▶ TASK REQUIREMENTS
Working from the entries below, give again each line from the first through the one containing "create_customer_session, Command as", exactly and with nothing else.

Stored data:
++++++++

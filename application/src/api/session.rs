//! Session-related Web API endpoints.

use axum::{Extension, Json};
use axum_extra::extract::WithRejection;
use common::DateTime;
use derive_more::Debug;
use secrecy::SecretBox;
use serde::{Deserialize, Serialize};
use service::{
    command::{self, create_customer_session, Command as _},
    domain::{contact, customer},
};

use crate::{define_error, AsError, Error, Service};

use super::customer::Customer;

/// Credentials of a [`Customer`].
#[derive(Clone, Debug, Deserialize)]
pub struct Credentials {
    /// Email address of the [`Customer`].
    pub email: String,

    /// Password of the [`Customer`].
    #[debug(skip)]
    pub password: String,
}

/// Created session of a [`Customer`].
#[derive(Clone, Debug, Serialize)]
#[serde(rename_all = "camelCase")]
pub struct Session {
    /// Bearer token to authorize requests with.
    #[debug(skip)]
    pub token: String,

    /// When the [`Session::token`] expires.
    #[serde(with = "common::datetime::serde::rfc3339")]
    pub expires_at: DateTime,

    /// [`Customer`] owning this [`Session`].
    pub customer: Customer,
}

impl From<create_customer_session::Output> for Session {
    fn from(output: create_customer_session::Output) -> Self {
        Self {
            token: output.token.to_string(),
            expires_at: output.expires_at.coerce(),
            customer: output.customer.into(),
        }
    }
}

/// Logs a [`Customer`] in by their [`Credentials`].
#[tracing::instrument(skip_all)]
pub async fn create(
    Extension(service): Extension<Service>,
    WithRejection(Json(body), _): WithRejection<Json<Credentials>, Error>,
) -> Result<Json<Session>, Error> {
    let Credentials { email, password } = body;

    // Malformed credentials cannot match any customer.
    let email = contact::Email::new(email)
        .ok_or(SessionError::WrongCredentials)?;
    let password = customer::Password::new(password)
        .ok_or(SessionError::WrongCredentials)?;

    service
        .execute(command::CreateCustomerSession::ByCredentials {
            email,
            password: SecretBox::new(Box::new(password)),
        })
        .await
        .map(|o| Json(o.into()))
        .map_err(AsError::into_error)
}

impl AsError for create_customer_session::ExecutionError {
    fn try_as_error(&self) -> Option<Error> {
        match self {
            Self::Db(e) => e.try_as_error(),
            Self::WrongCredentials => {
                Some(SessionError::WrongCredentials.into())
            }
            Self::CustomerNotExists(_) => Some(
                Error::from(SessionError::CustomerNotExists).with_details(self),
            ),
            Self::JsonWebTokenEncodeError(_) | Self::PasswordHash(_) => None,
        }
    }
}

define_error! {
    enum SessionError {
        #[code = "WRONG_CREDENTIALS"]
        #[status = UNAUTHORIZED]
        #[message = "Wrong email or password"]
        WrongCredentials,

        #[code = "CUSTOMER_NOT_EXISTS"]
        #[status = NOT_FOUND]
        #[message = "Customer does not exist"]
        CustomerNotExists,
    }
}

++++++++

▶ EXERCISE OUTPUT
filename application/src/api/session.rs
//! Session-related Web API endpoints.

use axum::{Extension, Json};
use axum_extra::extract::WithRejection;
use common::DateTime;
use derive_more::Debug;
use secrecy::SecretBox;
use serde::{Deserialize, Serialize};
use service::{
    command::{self, create_customer_session, Command as _},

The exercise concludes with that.